What Would an Ideal Dashboard Look Like?

For this activity, we broke up into groups to talk about different contexts. There are some metacomments in each section, reflecting when they came out.

SaaS Company Dashboard

SaaSCompanyDash

This dashboard has horizontal bars to show different metrics for different consumers. The audience is the whole company. The Checkbox/Xs on the left are to provide a two state indicator to easily, rapidly, and broadly detect when something is wrong, by functional area. Here is what each had:

  • CEO – For each metric, the current time period against a previous time period. Demos, Signups, subscriptions, Retain/Drop Rates, and some support metric such as call count
  • CFO – Cost per lead, cost per user, and a sparkline for Revenue
  • CMO – Social media engagement, Mailing opens/click rates, ad conversion
  • CIO – Availability, error rate, Response time, throughput
  • CTO – Deployments, key resource metrics

Each one of these bars is designed for drill-down. Remember, this is the top level.

E-Commerce

For E-Commerce, they decided not to draw a single dashboard. They defined five different functional areas they care about, and drew a Venn diagram to show that there are overlaps of interesting information, but very little that everyone wanted, needed, or would benefit from knowing.

Consider this continuum, generic to specific, from “easy for everyone to understand” to “doesn’t have to be understood except by the individual who uses the dashboard”. You could also think of these as spokes from the center outwards.

Company -> Department -> Team -> Individual

As the questions were posed by them:

  • Who is looking at the dashboard?
  • What is their role?
  • What do they want to see?
  • What actions would they take if they did see something?

The four areas they defined, and the notes on each:

  1. Performance Testing
  2. Business – Adoption Rate, Active/passive campaigns, usage by feature, dollars per aggregate
  3. Development – Separate dashboards for each scrum team
  4. OPS – Active support ticket counts

BigCorp’s Dashboard

BigCorpDash

Here is a dashboard imagined for a very large company. It is intentionally light on detail to avoid having visitors/contractors get information they shouldn’t have. Some of the resulting discussion was about dysfunctions, but these are real safety issues in some organizations.

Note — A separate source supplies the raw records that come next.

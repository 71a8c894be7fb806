//! Error types for the langfuse-prompt crate.
//!
//! Each concern has its own thiserror enum ([`crate::vars::ParseError`],
//! [`crate::langfuse::LangfuseError`]); [`PromptError`] wraps them for the CLI
//! and maps each to an exit code.

use crate::exit_codes;
use crate::langfuse::LangfuseError;
use crate::vars::ParseError;
use thiserror::Error;

/// Main error type for langfuse-prompt operations.
#[derive(Error, Debug)]
pub enum PromptError {
    /// User provided invalid arguments, input, or configuration.
    #[error("{0}")]
    UserError(String),

    /// Vars for an item could not be parsed.
    #[error(transparent)]
    Vars(#[from] ParseError),

    /// Fetching a prompt failed.
    #[error("prompt fetch failed: {0}")]
    Fetch(#[from] LangfuseError),

    /// Writing output failed.
    #[error("failed to write output: {0}")]
    Io(#[from] std::io::Error),
}

impl PromptError {
    /// Returns the appropriate exit code for this error type.
    pub fn exit_code(&self) -> i32 {
        match self {
            PromptError::UserError(_) => exit_codes::USER_ERROR,
            PromptError::Vars(_) => exit_codes::VARS_PARSE_FAILURE,
            PromptError::Fetch(_) => exit_codes::FETCH_FAILURE,
            PromptError::Io(_) => exit_codes::USER_ERROR,
        }
    }
}

/// Result type alias for langfuse-prompt operations.
pub type Result<T> = std::result::Result<T, PromptError>;
//! Placeholder rendering for prompt templates.
//!
//! Every `{{expr}}` span in a template is replaced by the canonical string
//! form of `expr` evaluated against a [`VariableContext`]. See
//! [`crate::expr`] for the expression language.
//!
//! # Syntax
//!
//! - `{{expr}}` - Placeholder. `expr` may not contain a line break and ends at
//!   the first `}}`.
//! - There is no escape for a literal `{{`.
//!
//! # Fallback
//!
//! Rendering never fails. A placeholder whose expression fails to parse or
//! evaluate, or evaluates to `null`/`undefined`, is replaced by either the
//! empty string or its original text, depending on
//! [`RenderOptions::keep_original_on_error`].

#[cfg(test)]
mod tests;

use crate::expr::{Bindings, Expression, Value};
use crate::vars::VariableContext;
use regex::{Captures, Regex};
use std::sync::LazyLock;

/// `{{`, then the shortest run of non-line-terminators, then `}}`.
static PLACEHOLDER_REGEX: LazyLock<Regex> = LazyLock::new(|| {
    Regex::new(r"\{\{([^\n\r\x{2028}\x{2029}]*?)\}\}").expect("Invalid placeholder regex")
});

/// Rendering switches.
#[derive(Debug, Clone, Copy, Default, PartialEq, Eq)]
pub struct RenderOptions {
    /// Keep a failed placeholder's original `{{expr}}` text instead of
    /// dropping it.
    pub keep_original_on_error: bool,
}

impl RenderOptions {
    pub fn keep_original(keep_original_on_error: bool) -> Self {
        Self {
            keep_original_on_error,
        }
    }
}

/// Render `template` against `context`.
pub fn render(template: &str, context: &VariableContext, options: RenderOptions) -> String {
    if !template.contains("{{") {
        return template.to_string();
    }

    let bindings = Bindings::new(context.as_map());
    if let Some(name) = bindings.invalid_name() {
        log::warn!(
            "variable '{}' is not a valid identifier, every placeholder will use the fallback",
            name
        );
    }

    PLACEHOLDER_REGEX
        .replace_all(template, |caps: &Captures| {
            let original = &caps[0];
            match substitute(&caps[1], &bindings) {
                Ok(text) => text,
                Err(reason) => {
                    log::debug!("placeholder {} fell back: {}", original, reason);
                    fallback(original, options)
                }
            }
        })
        .into_owned()
}

fn substitute(source: &str, bindings: &Bindings) -> Result<String, String> {
    let value = Expression::parse(source)
        .and_then(|expr| expr.evaluate(bindings))
        .map_err(|e| e.to_string())?;
    match value {
        Value::Undefined => Err("evaluated to undefined".to_string()),
        Value::Null => Err("evaluated to null".to_string()),
        value => Ok(value.to_js_string()),
    }
}

fn fallback(original: &str, options: RenderOptions) -> String {
    if options.keep_original_on_error {
        original.to_string()
    } else {
        String::new()
    }
}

Consider the following characteristics in deciding what to have in the dashboard:

  • Tooling – what can you show
  • Time – both for measuring effort, and for displaying data in context
  • Security – Don’t show something you shouldn’t – review content with Security officer?
  • Liability – Knowing specific things – or being responsible for exposing specific things – might put a person in a position they don’t want to be
  • Cost – Screens, software, etc.
  • Political dimensions of having potentially out-of-context data be embarrassing to specific executives or individuals. Is this public shaming? Are people stuck with metrics that will never go green? Is that deliberate? What if we move the goalposts so that someone can see green – are they still worth tracking? Should we turn off our sales dashboard when we are clearly going to miss goals, so that we don’t depress morale?
  • NO STOCK PRICES. Or other metrics that are not actually connected to current, actionable data.

Some specifics about this dashboard:

The “Christmas Tree” or dragstrip pattern is for a number of areas to indicate green/yellow/red. This is designed only to communicate whether something interesting is happening.

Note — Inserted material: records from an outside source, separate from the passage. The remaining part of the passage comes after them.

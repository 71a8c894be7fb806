//! Batch host: run the pipeline over a sequence of items.

use super::{PromptRequest, process_item};
use crate::error::{PromptError, Result};
use crate::langfuse::PromptSource;
use serde::{Deserialize, Serialize};
use serde_json::Value;
use std::io::Write;

/// One batch input item. Missing fields fall back to [`ItemDefaults`].
#[derive(Debug, Clone, Default, PartialEq, Deserialize)]
#[serde(rename_all = "camelCase")]
pub struct BatchItem {
    #[serde(default)]
    pub prompt_name: Option<String>,
    #[serde(default)]
    pub prompt_label: Option<String>,
    #[serde(default)]
    pub vars: Option<Value>,
    #[serde(default)]
    pub keep_original_on_error: Option<bool>,
}

/// Values used when an item leaves a field out.
#[derive(Debug, Clone, Default, PartialEq)]
pub struct ItemDefaults {
    pub name: Option<String>,
    pub label: String,
    pub keep_original_on_error: bool,
}

impl BatchItem {
    /// Resolve against defaults.
    pub fn into_request(self, defaults: &ItemDefaults) -> Result<PromptRequest> {
        let name = self
            .prompt_name
            .or_else(|| defaults.name.clone())
            .ok_or_else(|| {
                PromptError::UserError(
                    "item has no promptName and no default name was given".to_string(),
                )
            })?;
        Ok(PromptRequest {
            name,
            label: self.prompt_label.unwrap_or_else(|| defaults.label.clone()),
            vars: self.vars,
            keep_original_on_error: self
                .keep_original_on_error
                .unwrap_or(defaults.keep_original_on_error),
        })
    }
}

/// Batch behavior switches.
#[derive(Debug, Clone, Copy, Default, PartialEq, Eq)]
pub struct BatchOptions {
    /// Record a failed item and keep going instead of stopping.
    pub continue_on_fail: bool,
}

/// Counts for a finished batch.
#[derive(Debug, Clone, Copy, Default, PartialEq, Eq)]
pub struct BatchSummary {
    pub succeeded: usize,
    pub failed: usize,
}

#[derive(Serialize)]
struct FailureRecord<'a> {
    index: usize,
    error: &'a str,
}

/// Parse batch input: a JSON array of items, or a stream of JSON values
/// (JSON Lines). Blank input is an empty batch.
pub fn parse_batch_input(text: &str) -> Result<Vec<Value>> {
    let trimmed = text.trim_start();
    if trimmed.is_empty() {
        return Ok(Vec::new());
    }

    let invalid = |e: serde_json::Error| PromptError::UserError(format!("invalid batch input: {}", e));

    if trimmed.starts_with('[') {
        return serde_json::from_str(trimmed).map_err(invalid);
    }

    serde_json::Deserializer::from_str(trimmed)
        .into_iter::<Value>()
        .collect::<std::result::Result<Vec<_>, _>>()
        .map_err(invalid)
}

/// Process `items` in order, writing one JSON record per line to `out`.
///
/// Items are independent: one item's failure never changes another item's
/// output. Without [`BatchOptions::continue_on_fail`] the first failure stops
/// the batch and is returned; records already written stay written.
pub fn run_batch<W: Write>(
    source: &dyn PromptSource,
    items: Vec<Value>,
    defaults: &ItemDefaults,
    options: BatchOptions,
    out: &mut W,
) -> Result<BatchSummary> {
    let mut summary = BatchSummary::default();

    for (index, item) in items.into_iter().enumerate() {
        match process_value(source, item, defaults) {
            Ok(record) => {
                serde_json::to_writer(&mut *out, &record).map_err(std::io::Error::from)?;
                writeln!(out)?;
                summary.succeeded += 1;
            }
            Err(err) if options.continue_on_fail => {
                log::warn!("item {} failed: {}", index, err);
                let message = err.to_string();
                let failure = FailureRecord {
                    index,
                    error: &message,
                };
                serde_json::to_writer(&mut *out, &failure).map_err(std::io::Error::from)?;
                writeln!(out)?;
                summary.failed += 1;
            }
            Err(err) => {
                log::error!("item {} failed, stopping batch: {}", index, err);
                out.flush()?;
                return Err(err);
            }
        }
    }

    out.flush()?;
    log::info!(
        "batch finished: {} succeeded, {} failed",
        summary.succeeded,
        summary.failed
    );
    Ok(summary)
}

fn process_value(
    source: &dyn PromptSource,
    item: Value,
    defaults: &ItemDefaults,
) -> Result<super::PromptRecord> {
    let item: BatchItem = serde_json::from_value(item)
        .map_err(|e| PromptError::UserError(format!("invalid batch item: {}", e)))?;
    let request = item.into_request(defaults)?;
    process_item(source, &request)
}
fn array_method(items: &[Value], name: &str, args: &[Value]) -> Result<Value, EvalError> {
    let len = items.len();
    let value = match name {
        "join" | "toString" => {
            let separator = match arg(args, 0) {
                Value::Undefined => ",".to_string(),
                other if name == "join" => other.to_js_string(),
                _ => ",".to_string(),
            };
            let joined = items
                .iter()
                .map(|item| {
                    if item.is_nullish() {
                        String::new()
                    } else {
                        item.to_js_string()
                    }
                })
                .collect::<Vec<_>>()
                .join(&separator);
            Value::string(joined)
        }
        "at" => {
            let n = arg(args, 0).to_integer();
            let index = if n < 0.0 { len as f64 + n } else { n };
            if index < 0.0 || index >= len as f64 {
                Value::Undefined
            } else {
                items[index as usize].clone()
            }
        }
        "includes" => {
            let needle = arg(args, 0);
            let from = relative_index(&arg(args, 1), len, 0);
            Value::Bool(items[from..].iter().any(|item| item.same_value_zero(&needle)))
        }
        "indexOf" => {
            let needle = arg(args, 0);
            let from = relative_index(&arg(args, 1), len, 0);
            index_result(
                items[from..]
                    .iter()
                    .position(|item| item.strict_equals(&needle))
                    .map(|i| i + from),
            )
        }
        "lastIndexOf" => {
            let needle = arg(args, 0);
            index_result(items.iter().rposition(|item| item.strict_equals(&needle)))
        }
        "slice" => {
            let start = relative_index(&arg(args, 0), len, 0);
            let end = relative_index(&arg(args, 1), len, len);
            if start >= end {
                Value::array(Vec::new())
            } else {
                Value::array(items[start..end].to_vec())
            }
        }
        "concat" => {
            let mut out = items.to_vec();
            for value in args {
                match value {
                    Value::Array(more) => out.extend(more.iter().cloned()),
                    other => out.push(other.clone()),
                }
            }
            Value::array(out)
        }
        _ => return Err(not_a_function(name)),
    };
    Ok(value)
}

fn number_method(n: f64, name: &str, args: &[Value]) -> Result<Value, EvalError> {
    match name {
        "toFixed" => {
            let digits = arg(args, 0).to_integer();
            if !(0.0..=100.0).contains(&digits) {
                return Err(EvalError::Range(
                    "toFixed() digits argument must be between 0 and 100".to_string(),
                ));
            }
            if !n.is_finite() || n.abs() >= 1e21 {
                return Ok(Value::string(format_number(n)));
            }
            let fixed = to_fixed(n.abs(), digits as usize);
            // `(-0).toFixed(2)` is "0.00".
            if n < 0.0 {
                Ok(Value::string(format!("-{}", fixed)))
            } else {
                Ok(Value::string(fixed))
            }
        }
        "toString" => match arg(args, 0) {
            Value::Undefined => Ok(Value::string(format_number(n))),
            radix => {
                let radix = radix.to_integer();
                if !(2.0..=36.0).contains(&radix) {
                    return Err(EvalError::Range(
                        "toString() radix must be between 2 and 36".to_string(),
                    ));
                }
                Ok(Value::string(format_radix(n, radix as u32)))
            }
        },
        _ => Err(not_a_function(name)),
    }
}

/// Fixed-point digits of a non-negative number, rounding exact ties up.
///
/// `format!` rounds the exact binary value correctly except at ties, where it
/// picks the even digit. A tie needs at most `digits + 1` fractional bits, so
/// only those values are checked.
fn to_fixed(abs: f64, digits: usize) -> String {
    let fixed = format!("{:.*}", digits, abs);
    let scaled = abs * 2f64.powi(digits as i32 + 1);
    if scaled.fract() != 0.0 {
        return fixed;
    }
    let exact = format!("{:.*}", digits + 1, abs);
    match exact.strip_suffix('5') {
        Some(head) => round_up_last_digit(head.strip_suffix('.').unwrap_or(head)),
        None => fixed,
    }
}

/// Add one unit in the last place of a decimal digit string.
fn round_up_last_digit(text: &str) -> String {
    let mut chars: Vec<char> = text.chars().collect();
    for c in chars.iter_mut().rev() {
        match *c {
            '.' => continue,
            '9' => *c = '0',
            digit => {
                *c = char::from_digit(digit.to_digit(10).unwrap_or(0) + 1, 10).unwrap_or(digit);
                return chars.into_iter().collect();
            }
        }
    }
    std::iter::once('1').chain(chars).collect()
}

/// Format a number in the given radix, with up to 20 fractional digits.
fn format_radix(n: f64, radix: u32) -> String {
    if radix == 10 || !n.is_finite() {
        return format_number(n);
    }

    let negative = n < 0.0;
    let abs = n.abs();
    let mut integer = abs.trunc();
    let mut fraction = abs - integer;

    let mut digits = Vec::new();
    if integer == 0.0 {
        digits.push('0');
    }
    while integer >= 1.0 {
        let digit = (integer % radix as f64) as u32;
        digits.push(std::char::from_digit(digit, radix).unwrap_or('0'));
        integer = (integer / radix as f64).trunc();
    }
    digits.reverse();

    let mut out: String = digits.into_iter().collect();
    if fraction > 0.0 {
        out.push('.');
        for _ in 0..20 {
            fraction *= radix as f64;
            let digit = fraction.trunc() as u32;
            out.push(std::char::from_digit(digit, radix).unwrap_or('0'));
            fraction -= digit as f64;
            if fraction <= 0.0 {
                break;
            }
        }
    }

    if negative { format!("-{}", out) } else { out }
}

Other visualization methods – use vertical meters, or speedometers.

The other primary visual is a graph comparing a current time period against a previous, such as this day’s revenue against last year’s/quarter’s/week’s. The interesting suggestion here was to change the background color as an indicator.

Final Metacomments

Focus in the information needs: What is actionable? What is relevant? What is helpful?

Go to people consuming data – what are they needing? Answer that question, instead of starting with what is easy to provide.

Revenue metrics are key

Iterate!

What metrics do we talk about? What metrics do we present? Those metrics already have a life, so we should try to reuse them.

Test for information completeness – establish that the dashboards are truthful and accurate. Make sure the team knows what the data means and where it comes from.

Dashboards provide transparency into current states – but require interpretation. They are starting place for discussions across teams.

Leave space for temporary/rotating items

Bonus Screenshot of an Ops Dashboard Someone Built

Unclear what the news presenter sees on the dashboard that concerns her ;-p

NewsPresenter

What Would We Want to Monitor for Mobile Users?

In this exercise, we listed the attributes that would be interesting to capture for mobile monitoring.

On the device:

  1. Network conditions: latency, bandwidth, jitter, packet loss
  2. Geographic location
  3. Screen size/device
  4. OS version
  5. Battery State
  6. Memory – free/available
  7. Number (list?) of apps running
  8. Powersave mode
  9. Chaperoned?
  10. Carrier
  11. Is the screen cracked or broken?
  12. Signal strength (wireless/cellular)
  13. Accessories
  14. Recent movement/direction/accelerometer data
  15. Contention? Drops/retransmits
  16. Carrier Plan status?
  17. Time: last restart/power cycle
  18. Rooted/Jailbroken?
  19. Date in Service
  20. Accessibility Options
  21. Geographically similar to other devices? People travelling together in a train, for example

In the app:

  1. Screen load RT
  2. Memory footprint
  3. Data transfer
  4. CPU cycles
  5. Gestures captured
  6. Round trips/waterfall
  7. Ad activity
  8. Freemium status?
  9. Known customer
  10. Time of day
  11. Demographics
  12. Date of Install
  13. Version
  14. Date last used
  15. Other app requests
  16. Phone connection right now?